**Task instructions**
Out of the records below, copy all lines in which the word "action" occurs.

[Dataset entries]
-- Opening Marker --

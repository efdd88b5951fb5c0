//! Duplicate-row removal and frequency counts of cleaned values

use std::collections::{HashMap, HashSet};

use crate::config::{AnomalyConfig, AnomalyPolicy};
use crate::error::{DocketError, Result};
use crate::normalization::{FieldNormalizer, NormalizeError};
use crate::table::{Record, RecordTable};

/// Outcome of exact-duplicate removal
#[derive(Debug, Clone, Copy, PartialEq, Eq)]
pub struct DuplicateReport {
    pub rows_before: usize,
    pub duplicates_removed: usize,
}

impl DuplicateReport {
    pub fn rows_after(&self) -> usize {
        self.rows_before - self.duplicates_removed
    }
}

/// Drop rows whose every field equals an earlier row, keeping the first
pub fn remove_duplicates(table: &mut RecordTable) -> DuplicateReport {
    let rows_before = table.len();
    let rows = std::mem::take(table.rows_mut());

    let mut seen: HashSet<Record> = HashSet::with_capacity(rows.len());
    let kept: Vec<Record> = rows
        .into_iter()
        .filter(|record| seen.insert(record.clone()))
        .collect();

    let duplicates_removed = rows_before - kept.len();
    *table.rows_mut() = kept;

    tracing::info!("{} duplicates found", duplicates_removed);

    DuplicateReport {
        rows_before,
        duplicates_removed,
    }
}

/// Unique cleaned values with their occurrence counts
///
/// Ordered by count (highest first); equal counts keep the order in which the
/// values first appeared. This order indexes the similarity matrix.
#[derive(Debug, Clone, Default, PartialEq, Eq)]
pub struct DistinctCounts {
    entries: Vec<(String, usize)>,
    index: HashMap<String, usize>,
}

impl DistinctCounts {
    /// Count values in input order
    pub fn from_values<I, S>(values: I) -> Self
    where
        I: IntoIterator<Item = S>,
        S: AsRef<str>,
    {
        let mut entries: Vec<(String, usize)> = Vec::new();
        let mut first_seen: HashMap<String, usize> = HashMap::new();

        for value in values {
            let value = value.as_ref();
            match first_seen.get(value) {
                Some(&pos) => entries[pos].1 += 1,
                None => {
                    first_seen.insert(value.to_string(), entries.len());
                    entries.push((value.to_string(), 1));
                }
            }
        }

        // Stable sort keeps first-appearance order among equal counts
        entries.sort_by(|a, b| b.1.cmp(&a.1));

        let index = entries
            .iter()
            .enumerate()
            .map(|(i, (name, _))| (name.clone(), i))
            .collect();

        Self { entries, index }
    }

    pub fn len(&self) -> usize {
        self.entries.len()
    }

    pub fn is_empty(&self) -> bool {
        self.entries.is_empty()
    }

    /// Occurrence count of a value
    pub fn count(&self, name: &str) -> Option<usize> {
        self.index.get(name).map(|&i| self.entries[i].1)
    }

    /// Position of a value in canonical order
    pub fn position(&self, name: &str) -> Option<usize> {
        self.index.get(name).copied()
    }

    pub fn contains(&self, name: &str) -> bool {
        self.index.contains_key(name)
    }

    /// Values in canonical order
    pub fn names(&self) -> Vec<String> {
        self.entries.iter().map(|(name, _)| name.clone()).collect()
    }

    pub fn iter(&self) -> impl Iterator<Item = (&str, usize)> {
        self.entries.iter().map(|(name, count)| (name.as_str(), *count))
    }

    /// Sum of all counts
    pub fn total(&self) -> usize {
        self.entries.iter().map(|(_, count)| count).sum()
    }
}

/// Kind of data-quality defect found while cleaning
#[derive(Debug, Clone, Copy, PartialEq, Eq)]
pub enum AnomalyKind {
    InvalidInputKind,
    EmptyResult,
}

/// A row that failed a cleaning rule and was kept with the placeholder
#[derive(Debug, Clone, PartialEq, Eq)]
pub struct Anomaly {
    pub row: usize,
    pub column: String,
    pub kind: AnomalyKind,
    pub raw: String,
}

/// One column after cleaning
#[derive(Debug, Clone)]
pub struct CountedColumn {
    pub column: String,
    /// Cleaned value of every row, aligned with the table rows
    pub cleaned: Vec<String>,
    pub counts: DistinctCounts,
    pub anomalies: Vec<Anomaly>,
}

/// Clean every row of `column` and count the cleaned values
///
/// Rows that fail a rule are handled according to `policy`: flagged rows get
/// the placeholder value so that the cleaned column keeps one entry per row.
pub fn count_distinct<N: FieldNormalizer + ?Sized>(
    table: &RecordTable,
    column: &str,
    normalizer: &N,
    policy: &AnomalyConfig,
) -> Result<CountedColumn> {
    let col = table
        .column_index(column)
        .ok_or_else(|| DocketError::MissingColumn(column.to_string()))?;

    let mut cleaned = Vec::with_capacity(table.len());
    let mut anomalies = Vec::new();

    for row in 0..table.len() {
        match normalizer.normalize(table.cell(row, col)) {
            Ok(value) => cleaned.push(value),
            Err(err) => {
                let (kind, action) = match err {
                    NormalizeError::InvalidInputKind { .. } => {
                        (AnomalyKind::InvalidInputKind, policy.invalid_input)
                    }
                    NormalizeError::EmptyResult { .. } => {
                        (AnomalyKind::EmptyResult, policy.empty_result)
                    }
                };
                if action == AnomalyPolicy::Abort {
                    return Err(DocketError::from_normalize(err, row, column));
                }

                let raw = table.rows()[row].get(col).unwrap_or_default().to_string();
                tracing::warn!(
                    "row {}, column '{}': {}; flagged as '{}'",
                    row,
                    column,
                    err,
                    policy.placeholder
                );
                anomalies.push(Anomaly {
                    row,
                    column: column.to_string(),
                    kind,
                    raw,
                });
                cleaned.push(policy.placeholder.clone());
            }
        }
    }

    let counts = DistinctCounts::from_values(&cleaned);
    tracing::info!(
        "'{}': {} rows, {} distinct cleaned values, {} anomalies",
        column,
        cleaned.len(),
        counts.len(),
        anomalies.len()
    );

    Ok(CountedColumn {
        column: column.to_string(),
        cleaned,
        counts,
        anomalies,
    })
}
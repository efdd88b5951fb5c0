//! docket-io - CSV input and output for docket
//!
//! - [`read_table`] loads a court-record CSV into a [`RecordTable`](docket_core::RecordTable)
//! - the `write_*` functions emit the annotated table, the contingency table,
//!   the epsilon sweep, cluster summaries and frequency counts

pub mod reader;
pub mod writer;

pub use reader::*;
pub use writer::*;
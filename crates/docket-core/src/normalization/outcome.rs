//! Case outcome cleaning

use lazy_static::lazy_static;
use regex::Regex;

use super::{NormalizeError, BLANK_LABEL};
use crate::table::CellValue;

lazy_static! {
    // Run of ALL CAPS words (optionally followed by periods) at the end of the text
    static ref TRAILING_CAPS: Regex =
        Regex::new(r"\b[A-Z]+\b(?:\s[A-Z]+\b)*\.*$").unwrap();

    // Date and time to end of text, e.g. " 07/17/2017 1:15 PM ...". The
    // meridiem is optional because the caps rule runs first and removes a
    // trailing "AM"/"PM" token.
    static ref TRAILING_DATETIME: Regex =
        Regex::new(r"\s\d{1,2}/\d{1,2}/\d{4} \d{1,2}:\d{2}(?: [AP]M)?.*$").unwrap();
}

/// Clean a case outcome field
///
/// - Missing values become [`BLANK_LABEL`]
/// - Trailing ALL CAPS words are removed
/// - Everything from the first period on is removed
/// - A trailing date/time and everything after it is removed
pub fn clean_outcome(value: CellValue<'_>) -> Result<String, NormalizeError> {
    match value {
        CellValue::Missing => Ok(BLANK_LABEL.to_string()),
        CellValue::Text(text) => Ok(clean_outcome_text(text)),
        other => Err(NormalizeError::invalid_kind(&other)),
    }
}

/// Clean outcome text that is known to be present
pub fn clean_outcome_text(text: &str) -> String {
    let without_caps = TRAILING_CAPS.replace(text, "");
    let without_caps = without_caps.trim();

    let first_sentence = match without_caps.find('.') {
        Some(pos) => &without_caps[..pos],
        None => without_caps,
    };

    TRAILING_DATETIME
        .replace(first_sentence, "")
        .trim()
        .to_string()
}
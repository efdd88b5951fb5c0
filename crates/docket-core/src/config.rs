//! Run configuration loaded from TOML
//!
//! Every section is optional; omitted keys take the defaults below.
//!
//! ```toml
//! [columns]
//! plaintiff = "Plaintiff Name(s)"
//! outcome = "Case Outcome"
//!
//! [normalization]
//! missing_markers = ["", "NULL", "NA"]
//! entity_terms = ["inc", "corp", "co", "llc"]
//!
//! [similarity]
//! scorer = "jaro"
//!
//! [clustering]
//! eps = 0.1
//! min_samples = 2
//! weight_by_count = true
//!
//! [anomalies]
//! empty_result = "flag"
//! invalid_input = "abort"
//! placeholder = "UNRESOLVED"
//!
//! [output]
//! directory = "."
//! ```

use std::path::{Path, PathBuf};

use chrono::NaiveDateTime;
use serde::{Deserialize, Serialize};

use crate::cluster::ClusterParams;
use crate::normalization::{EntityTerms, DEFAULT_ENTITY_TERMS};
use crate::similarity::ScorerKind;
use crate::table::DEFAULT_MISSING_MARKERS;

/// Errors that can occur when loading a configuration file
#[derive(Debug, thiserror::Error)]
pub enum ConfigError {
    #[error("IO error: {0}")]
    Io(String),

    #[error("TOML parse error: {0}")]
    Parse(String),

    #[error("Invalid value: {0}")]
    Invalid(String),
}

/// Top-level configuration
#[derive(Debug, Clone, Default, Serialize, Deserialize)]
#[serde(default)]
pub struct DocketConfig {
    pub columns: ColumnConfig,
    pub normalization: NormalizationConfig,
    pub similarity: SimilarityConfig,
    pub clustering: ClusteringConfig,
    pub anomalies: AnomalyConfig,
    pub output: OutputConfig,
}

impl DocketConfig {
    /// Load and validate a configuration file
    pub fn load(path: impl AsRef<Path>) -> Result<Self, ConfigError> {
        let text = std::fs::read_to_string(path.as_ref())
            .map_err(|e| ConfigError::Io(format!("{}: {}", path.as_ref().display(), e)))?;
        Self::from_toml(&text)
    }

    /// Parse and validate configuration text
    pub fn from_toml(text: &str) -> Result<Self, ConfigError> {
        let config: DocketConfig =
            toml::from_str(text).map_err(|e| ConfigError::Parse(e.to_string()))?;
        config.validate()?;
        Ok(config)
    }

    pub fn validate(&self) -> Result<(), ConfigError> {
        if self.columns.plaintiff.is_empty() || self.columns.outcome.is_empty() {
            return Err(ConfigError::Invalid("column names must not be empty".to_string()));
        }
        if !self.clustering.eps.is_finite() || self.clustering.eps < 0.0 {
            return Err(ConfigError::Invalid(format!(
                "clustering.eps must be a non-negative number, got {}",
                self.clustering.eps
            )));
        }
        if self.clustering.min_samples == 0 {
            return Err(ConfigError::Invalid(
                "clustering.min_samples must be at least 1".to_string(),
            ));
        }
        if self.anomalies.placeholder.trim().is_empty() {
            return Err(ConfigError::Invalid(
                "anomalies.placeholder must not be blank".to_string(),
            ));
        }
        Ok(())
    }
}

/// Names of the columns the pipeline reads
#[derive(Debug, Clone, Serialize, Deserialize)]
#[serde(default)]
pub struct ColumnConfig {
    pub plaintiff: String,
    pub outcome: String,
}

impl Default for ColumnConfig {
    fn default() -> Self {
        Self {
            plaintiff: "Plaintiff Name(s)".to_string(),
            outcome: "Case Outcome".to_string(),
        }
    }
}

#[derive(Debug, Clone, Serialize, Deserialize)]
#[serde(default)]
pub struct NormalizationConfig {
    /// Raw field texts read as missing values
    pub missing_markers: Vec<String>,
    /// Entity designators stripped from the end of plaintiff names
    pub entity_terms: Vec<String>,
}

impl Default for NormalizationConfig {
    fn default() -> Self {
        Self {
            missing_markers: DEFAULT_MISSING_MARKERS.iter().map(|s| s.to_string()).collect(),
            entity_terms: DEFAULT_ENTITY_TERMS.iter().map(|s| s.to_string()).collect(),
        }
    }
}

impl NormalizationConfig {
    pub fn entity_terms(&self) -> EntityTerms {
        EntityTerms::new(&self.entity_terms)
    }
}

#[derive(Debug, Clone, Default, Serialize, Deserialize)]
#[serde(default)]
pub struct SimilarityConfig {
    pub scorer: ScorerKind,
}

#[derive(Debug, Clone, Serialize, Deserialize)]
#[serde(default)]
pub struct ClusteringConfig {
    /// Largest distance (1 - similarity) at which two names are neighbours
    pub eps: f64,
    /// Neighbourhood weight needed for a core point
    pub min_samples: usize,
    /// Weight each name by its occurrence count instead of 1
    pub weight_by_count: bool,
}

impl Default for ClusteringConfig {
    fn default() -> Self {
        Self {
            eps: 0.1,
            min_samples: 2,
            weight_by_count: true,
        }
    }
}

impl ClusteringConfig {
    pub fn params(&self) -> ClusterParams {
        ClusterParams {
            eps: self.eps,
            min_samples: self.min_samples,
        }
    }
}

/// What to do when a row fails a cleaning rule
#[derive(Debug, Clone, Copy, PartialEq, Eq, Serialize, Deserialize)]
#[serde(rename_all = "snake_case")]
pub enum AnomalyPolicy {
    /// Keep the row with the placeholder value and record the anomaly
    Flag,
    /// Fail the run
    Abort,
}

#[derive(Debug, Clone, Serialize, Deserialize)]
#[serde(default)]
pub struct AnomalyConfig {
    pub empty_result: AnomalyPolicy,
    pub invalid_input: AnomalyPolicy,
    /// Cleaned value given to flagged rows
    pub placeholder: String,
}

impl Default for AnomalyConfig {
    fn default() -> Self {
        Self {
            empty_result: AnomalyPolicy::Flag,
            invalid_input: AnomalyPolicy::Abort,
            placeholder: "UNRESOLVED".to_string(),
        }
    }
}

#[derive(Debug, Clone, Serialize, Deserialize)]
#[serde(default)]
pub struct OutputConfig {
    /// Directory for timestamped output files
    pub directory: PathBuf,
}

impl Default for OutputConfig {
    fn default() -> Self {
        Self {
            directory: PathBuf::from("."),
        }
    }
}

impl OutputConfig {
    /// `<directory>/<YYYYMMDDHHMMSS>-<suffix>`
    pub fn timestamped_path(&self, now: NaiveDateTime, suffix: &str) -> PathBuf {
        self.directory.join(timestamped_name(now, suffix))
    }
}

/// File name prefixed with a second-resolution timestamp
pub fn timestamped_name(now: NaiveDateTime, suffix: &str) -> String {
    format!("{}-{}", now.format("%Y%m%d%H%M%S"), suffix)
}

#[cfg(test)]
mod tests {
    use super::*;

    #[test]
    fn test_empty_config_uses_defaults() {
        let config = DocketConfig::from_toml("").unwrap();
        assert_eq!(config.columns.plaintiff, "Plaintiff Name(s)");
        assert_eq!(config.columns.outcome, "Case Outcome");
        assert_eq!(config.clustering.eps, 0.1);
        assert_eq!(config.clustering.min_samples, 2);
        assert!(config.clustering.weight_by_count);
        assert_eq!(config.similarity.scorer, ScorerKind::Jaro);
        assert_eq!(config.anomalies.empty_result, AnomalyPolicy::Flag);
        assert_eq!(config.anomalies.invalid_input, AnomalyPolicy::Abort);
    }

    #[test]
    fn test_partial_sections() {
        let config = DocketConfig::from_toml(
            r#"
            [clustering]
            eps = 0.15

            [similarity]
            scorer = "jaro_winkler"

            [anomalies]
            invalid_input = "flag"
            "#,
        )
        .unwrap();
        assert_eq!(config.clustering.eps, 0.15);
        assert_eq!(config.clustering.min_samples, 2);
        assert_eq!(config.similarity.scorer, ScorerKind::JaroWinkler);
        assert_eq!(config.anomalies.invalid_input, AnomalyPolicy::Flag);
        assert_eq!(config.anomalies.placeholder, "UNRESOLVED");
    }

    #[test]
    fn test_invalid_values_rejected() {
        assert!(matches!(
            DocketConfig::from_toml("[clustering]\neps = -0.5"),
            Err(ConfigError::Invalid(_))
        ));
        assert!(matches!(
            DocketConfig::from_toml("[clustering]\nmin_samples = 0"),
            Err(ConfigError::Invalid(_))
        ));
        assert!(matches!(
            DocketConfig::from_toml("[clustering\n"),
            Err(ConfigError::Parse(_))
        ));
    }

    #[test]
    fn test_custom_entity_terms() {
        let config = DocketConfig::from_toml("[normalization]\nentity_terms = [\"bank\"]").unwrap();
        let terms = config.normalization.entity_terms();
        assert_eq!(terms.len(), 1);
        assert_eq!(terms.strip_suffixes("First Bank"), "First");
    }

    #[test]
    fn test_timestamped_path() {
        let now = chrono::NaiveDate::from_ymd_opt(2024, 3, 5)
            .unwrap()
            .and_hms_opt(14, 7, 9)
            .unwrap();
        assert_eq!(timestamped_name(now, "comparedPO.csv"), "20240305140709-comparedPO.csv");

        let output = OutputConfig {
            directory: PathBuf::from("out"),
        };
        assert_eq!(
            output.timestamped_path(now, "similarity.bin"),
            PathBuf::from("out/20240305140709-similarity.bin")
        );
    }

    #[test]
    fn test_load_missing_file() {
        let err = DocketConfig::load("/nonexistent/docket.toml").unwrap_err();
        assert!(matches!(err, ConfigError::Io(_)));
    }
}
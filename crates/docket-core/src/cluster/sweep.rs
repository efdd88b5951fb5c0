//! Epsilon sweep diagnostic

use serde::Serialize;

use super::{cluster_excluding, ClusterParams, SampleWeights};
use crate::error::{DocketError, Result};
use crate::similarity::SimilarityMatrix;

/// Clustering statistics at one epsilon
#[derive(Debug, Clone, Copy, PartialEq, Serialize)]
pub struct SweepPoint {
    pub eps: f64,
    pub clusters: usize,
    pub core_points: usize,
    pub clustered_names: usize,
    pub noise_names: usize,
}

/// Evenly spaced epsilon values from `min` to `max`, both included
pub fn eps_range(min: f64, max: f64, step: f64) -> Result<Vec<f64>> {
    if !(step.is_finite() && step > 0.0) {
        return Err(DocketError::InvalidParameter(format!(
            "sweep step must be positive, got {}",
            step
        )));
    }
    if !(min.is_finite() && max.is_finite()) || min < 0.0 || max < min {
        return Err(DocketError::InvalidParameter(format!(
            "sweep range [{}, {}] is not a non-negative interval",
            min, max
        )));
    }

    // Multiply instead of accumulating so rounding does not drift
    let steps = ((max - min) / step + 1e-9).floor() as usize + 1;
    Ok((0..steps).map(|k| min + k as f64 * step).collect())
}

/// Cluster at each epsilon and record how the result changes
///
/// Names in `excluded` are kept out of clustering as in [`cluster_excluding`].
pub fn sweep_eps(
    matrix: &SimilarityMatrix,
    eps_values: &[f64],
    min_samples: usize,
    weights: SampleWeights<'_>,
    excluded: &[String],
) -> Result<Vec<SweepPoint>> {
    eps_values
        .iter()
        .map(|&eps| {
            let params = ClusterParams { eps, min_samples };
            let assignment = cluster_excluding(matrix, &params, weights, excluded)?;
            let noise_names = assignment.noise().len();
            let point = SweepPoint {
                eps,
                clusters: assignment.cluster_count(),
                core_points: assignment.core_count(),
                clustered_names: assignment.len() - noise_names,
                noise_names,
            };
            tracing::info!(
                "eps {:.3}: {} clusters, {} core points, {} noise",
                point.eps,
                point.clusters,
                point.core_points,
                point.noise_names
            );
            Ok(point)
        })
        .collect()
}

-- Closing Marker --

**The answer**
                let (kind, action) = match err {
                if action == AnomalyPolicy::Abort {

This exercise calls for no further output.